▸ **Task to complete**
Please restate each entry exactly, without skipping any.
=== Supplied data ===
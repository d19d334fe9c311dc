//! Shared-secret webhook request signing.
//!
//! Many providers authenticate webhook deliveries by signing the callback URL
//! plus the form parameters with a shared secret. This crate implements that
//! canonicalization once so adapters don't each grow their own HMAC logic.

use std::collections::BTreeMap;

use base64::{Engine as _, engine::general_purpose::STANDARD as B64};
use hmac::{Hmac, Mac};
use sha1::Sha1;
use subtle::ConstantTimeEq;
use thiserror::Error;

type HmacSha1 = Hmac<Sha1>;

/// Form parameters keyed by name. A `BTreeMap` keeps keys in the ascending
/// lexicographic order the canonicalization requires; values stay in their
/// original order.
pub type FormParams = BTreeMap<String, Vec<String>>;

#[derive(Debug, Error, Clone, PartialEq, Eq)]
pub enum SignatureError {
    #[error("missing request signature")]
    Missing,
    #[error("invalid request signature")]
    Invalid,
    #[error("invalid or missing signing secret")]
    Config,
}

/// Computes the base64 HMAC-SHA1 signature over `url` followed by every form
/// key in ascending order, each immediately followed by the concatenation of
/// its values.
///
/// The result is a pure function of `(url, sorted keys, values, secret)`;
/// parameter insertion order does not matter.
pub fn calculate_signature(
    url: &str,
    form: &FormParams,
    secret: &str,
) -> Result<String, SignatureError> {
    if secret.is_empty() {
        return Err(SignatureError::Config);
    }

    let mut buffer = String::with_capacity(url.len() + 64);
    buffer.push_str(url);
    for (key, values) in form {
        buffer.push_str(key);
        for value in values {
            buffer.push_str(value);
        }
    }

    let mut mac =
        HmacSha1::new_from_slice(secret.as_bytes()).map_err(|_| SignatureError::Config)?;
    mac.update(buffer.as_bytes());
    Ok(B64.encode(mac.finalize().into_bytes()))
}

/// Verifies a signature presented by the caller against the one computed from
/// the request, in constant time.
pub fn verify_signature(
    provided: Option<&str>,
    url: &str,
    form: &FormParams,
    secret: &str,
) -> Result<(), SignatureError> {
    let provided = match provided {
        Some(value) if !value.is_empty() => value,
        _ => return Err(SignatureError::Missing),
    };
    let expected = calculate_signature(url, form, secret)?;
    if bool::from(expected.as_bytes().ct_eq(provided.as_bytes())) {
        Ok(())
    } else {
        Err(SignatureError::Invalid)
    }
}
===
▸ **Response**
repository d19d334fe9c311dc
//! Shared-secret webhook request signing.
//!
//! Many providers authenticate webhook deliveries by signing the callback URL
//! plus the form parameters with a shared secret. This crate implements that
//! canonicalization once so adapters don't each grow their own HMAC logic.

use std::collections::BTreeMap;

use base64::{Engine as _, engine::general_purpose::STANDARD as B64};
use hmac::{Hmac, Mac};
use sha1::Sha1;
use subtle::ConstantTimeEq;
use thiserror::Error;

type HmacSha1 = Hmac<Sha1>;

/// Form parameters keyed by name. A `BTreeMap` keeps keys in the ascending
/// lexicographic order the canonicalization requires; values stay in their
/// original order.
pub type FormParams = BTreeMap<String, Vec<String>>;

#[derive(Debug, Error, Clone, PartialEq, Eq)]
pub enum SignatureError {
    #[error("missing request signature")]
    Missing,
    #[error("invalid request signature")]
    Invalid,
    #[error("invalid or missing signing secret")]
    Config,
}

/// Computes the base64 HMAC-SHA1 signature over `url` followed by every form
/// key in ascending order, each immediately followed by the concatenation of
/// its values.
///
/// The result is a pure function of `(url, sorted keys, values, secret)`;
/// parameter insertion order does not matter.
pub fn calculate_signature(
    url: &str,
    form: &FormParams,
    secret: &str,
) -> Result<String, SignatureError> {
    if secret.is_empty() {
        return Err(SignatureError::Config);
    }

    let mut buffer = String::with_capacity(url.len() + 64);
    buffer.push_str(url);
    for (key, values) in form {
        buffer.push_str(key);
        for value in values {
            buffer.push_str(value);
        }
    }

    let mut mac =
        HmacSha1::new_from_slice(secret.as_bytes()).map_err(|_| SignatureError::Config)?;
    mac.update(buffer.as_bytes());
    Ok(B64.encode(mac.finalize().into_bytes()))
}

/// Verifies a signature presented by the caller against the one computed from
/// the request, in constant time.
pub fn verify_signature(
    provided: Option<&str>,
    url: &str,
    form: &FormParams,
    secret: &str,
) -> Result<(), SignatureError> {
    let provided = match provided {
        Some(value) if !value.is_empty() => value,
        _ => return Err(SignatureError::Missing),
    };
    let expected = calculate_signature(url, form, secret)?;
    if bool::from(expected.as_bytes().ct_eq(provided.as_bytes())) {
        Ok(())
    } else {
        Err(SignatureError::Invalid)
    }
}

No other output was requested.